No matter what I really appreciate all of your comments yesterday. It has been really helpful to know that other people get what I was trying to say. I’ll get to the Christian thing too. I’ll probably get to the “20 Eyes” video as well, now I just have to catch the kids when they are both willing to sing for the camera.
Erin is challenging everyone to write about something “Big” before BlogHer. I spend a lot of time writing about things that make me laugh. I do this because 1) I don’t really consider myself to be a writer and 2) I read the blogs I read mostly because they make me laugh. Anyway, here goes…
I think I am about to join the ranks of what seems to be the vast majority of Mommybloggers. I’m going on medication.
I know - the last thing anybody wants to read about is one more SAHM that can’t get her shit together. One more person that has everything she ever wanted and still can’t get happy.
I’m just one more person who recently came to the realization that she feels like screaming almost every time one of her cats rubs up against her leg. One more person that just realized that she wasn’t just being lazy, and she wasn’t just really tired from having twins, but she really was having problems getting out of bed, and getting off of the couch and a trip to the grocery store was really all she could handle doing in one day.
Let’s switch over to first person. It makes it easier for me and plus this is a good place for you to stop reading if you don’t want to hear this exact same thing that everyone else has already written more eloquently. I’d stop, but I need to do this for myself.
I don’t think I qualify for the post-pardum thing, my kids turned two a couple of months ago. Plus this hasn’t been going on for that long. I don’t know if the move triggered things, or if I am just handling it poorly, but I am seeing my doctor on Wednesday to try to start sorting it all out.
For a while I really thought I was just being lazy. I thought I was just spending too much time on the computer to get all of my stuff done. I made myself a deal that I would make it a point to post less. To try to only check bloglines one or twice a day. And I still couldn’t get off the couch.
I still thought “Oh, I’ll take a shower tomorrow”.
I used to be a person who bathed every single day. I washed my hair every day. I’ve always been lazy, but I’ve always had good personal hygiene. I used to get depressed if I went two days without leaving the house, now if I go grocery shopping AND take the twins outside to play with the other neighborhood kids I feel completely exhausted.

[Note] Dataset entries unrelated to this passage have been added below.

//! Source entity arena.
//!
//! The discovery feed is snapshotted once per run into a [`SourceGraph`].
//! Parent and cross references are stored as [`SourceId`] values and resolved
//! through the graph, so alignment ↔ corridor ↔ profile back-pointers never
//! form ownership cycles.

use crate::geometry::GeometryPayload;
use roadrail_types::{Kind, SourceId};
use serde::{Deserialize, Serialize};
use std::collections::{BTreeSet, HashMap};

/// Meaning of a cross reference between source entities.
#[derive(Debug, Clone, Copy, PartialEq, Eq, Hash, Serialize, Deserialize)]
#[serde(rename_all = "snake_case")]
pub enum CrossRefRole {
    /// Corridor → the design alignment it is built on.
    Alignment,
    /// Alignment → its designated active vertical profile.
    ActiveProfile,
    /// 3D linear → the corridor that generated it.
    Corridor,
}

/// A typed reference to another source entity.
#[derive(Debug, Clone, PartialEq, Eq, Hash, Serialize, Deserialize)]
pub struct CrossRef {
    pub role: CrossRefRole,
    pub target: SourceId,
}

/// One logical unit from the external design feed.
#[derive(Debug, Clone, PartialEq, Serialize, Deserialize)]
pub struct SourceEntity {
    pub kind: Kind,
    pub source_id: SourceId,
    pub display_name: String,
    /// Feature definition path, e.g. `Alignment\Road\Centerline`.
    #[serde(default, skip_serializing_if = "Option::is_none")]
    pub feature_name: Option<String>,
    #[serde(default, skip_serializing_if = "Option::is_none")]
    pub parent: Option<SourceId>,
    #[serde(default, skip_serializing_if = "Vec::is_empty")]
    pub cross_refs: Vec<CrossRef>,
    pub payload: GeometryPayload,
    /// Milliseconds since epoch, as reported by the source.
    #[serde(default)]
    pub last_modified: i64,
}

impl SourceEntity {
    /// Creates an entity with an empty payload.
    pub fn new(kind: Kind, source_id: impl Into<SourceId>, display_name: impl Into<String>) -> Self {
        Self {
            kind,
            source_id: source_id.into(),
            display_name: display_name.into(),
            feature_name: None,
            parent: None,
            cross_refs: Vec::new(),
            payload: GeometryPayload::Empty,
            last_modified: 0,
        }
    }

    #[must_use]
    pub fn with_feature(mut self, feature_name: impl Into<String>) -> Self {
        self.feature_name = Some(feature_name.into());
        self
    }

    #[must_use]
    pub fn with_parent(mut self, parent: impl Into<SourceId>) -> Self {
        self.parent = Some(parent.into());
        self
    }

    #[must_use]
    pub fn with_cross_ref(mut self, role: CrossRefRole, target: impl Into<SourceId>) -> Self {
        self.cross_refs.push(CrossRef {
            role,
            target: target.into(),
        });
        self
    }

    #[must_use]
    pub fn with_payload(mut self, payload: GeometryPayload) -> Self {
        self.payload = payload;
        self
    }

    #[must_use]
    pub fn with_last_modified(mut self, last_modified: i64) -> Self {
        self.last_modified = last_modified;
        self
    }

    /// First cross reference with the given role.
    #[must_use]
    pub fn cross_ref(&self, role: CrossRefRole) -> Option<&SourceId> {
        self.cross_refs
            .iter()
            .find(|r| r.role == role)
            .map(|r| &r.target)
    }

    /// True for alignments whose feature path starts with `prefix`.
    #[must_use]
    pub fn is_design_alignment(&self, prefix: &str) -> bool {
        self.kind == Kind::Alignment
            && self
                .feature_name
                .as_deref()
                .is_some_and(|f| f.starts_with(prefix))
    }
}

/// Arena of source entities for one run, indexed by `(Kind, SourceId)`.
///
/// The raw feed may contain the same logical entity more than once; every
/// occurrence is kept here and dedup is left to the orchestrator.
#[derive(Debug, Clone, Default)]
pub struct SourceGraph {
    entities: Vec<SourceEntity>,
    by_id: HashMap<(Kind, SourceId), Vec<usize>>,
    by_parent: HashMap<SourceId, Vec<usize>>,
}

impl SourceGraph {
    /// Snapshots a raw discovery feed.
    #[must_use]
    pub fn from_feed(entities: Vec<SourceEntity>) -> Self {
        let mut by_id: HashMap<(Kind, SourceId), Vec<usize>> = HashMap::new();
        let mut by_parent: HashMap<SourceId, Vec<usize>> = HashMap::new();
        for (idx, e) in entities.iter().enumerate() {
            by_id
                .entry((e.kind, e.source_id.clone()))
                .or_default()
                .push(idx);
            if let Some(parent) = &e.parent {
                by_parent.entry(parent.clone()).or_default().push(idx);
            }
        }
        Self {
            entities,
            by_id,
            by_parent,
        }
    }

    #[must_use]
    pub fn len(&self) -> usize {
        self.entities.len()
    }

    #[must_use]
    pub fn is_empty(&self) -> bool {
        self.entities.is_empty()
    }

    /// All raw entities, duplicates included, in feed order.
    #[must_use]
    pub fn entities(&self) -> &[SourceEntity] {
        &self.entities
    }

    /// Raw entities of one kind, duplicates included, in feed order.
    pub fn of_kind(&self, kind: Kind) -> impl Iterator<Item = &SourceEntity> {
        self.entities.iter().filter(move |e| e.kind == kind)
    }

    /// Canonical occurrence of an entity: the lexicographically first by
    /// display name among all occurrences sharing the id.
    #[must_use]
    pub fn resolve(&self, kind: Kind, id: &SourceId) -> Option<&SourceEntity> {
        self.by_id
            .get(&(kind, id.clone()))?
            .iter()
            .map(|&i| &self.entities[i])
            .min_by(|a, b| a.display_name.cmp(&b.display_name))
    }

    /// Raw children of `parent` with the given kind, duplicates included.
    #[must_use]
    pub fn children(&self, parent: &SourceId, kind: Kind) -> Vec<&SourceEntity> {
        self.by_parent
            .get(parent)
            .map(|idx| {
                idx.iter()
                    .map(|&i| &self.entities[i])
                    .filter(|e| e.kind == kind)
                    .collect()
            })
            .unwrap_or_default()
    }

    /// Distinct feature names observed on entities of one kind.
    #[must_use]
    pub fn feature_names(&self, kind: Kind) -> BTreeSet<&str> {
        self.of_kind(kind)
            .filter_map(|e| e.feature_name.as_deref())
            .collect()
    }
}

I kind of feel like an asshole. Haven’t you already heard this story? Am I just trying to fit in with the other Mommybloggers. I think we’ve all established that anti-depressants are trendy. Now I’ll be able to have intelligent discussions with my closest friends about which medications make us feel jittery, or hungry or loopy. I’ll be able to tell all the other ladies at BlogHer what Zoloft did to my sex-drive. It’s like getting a tattoo in college or following The Greatful Dead for a couple of months. Now can I get on the blog Homecoming court?
I really considered not talking about this on my blog at all because it has all been said. And because some days I feel just fine.
So there is my serious thing. If you guys want more “real” from me I can always tell you all why I am not a Christian. Or if you’d ratherkeep it light I can post a video of my kids singing “20 Eyes”. (We’ve been working on it for a while).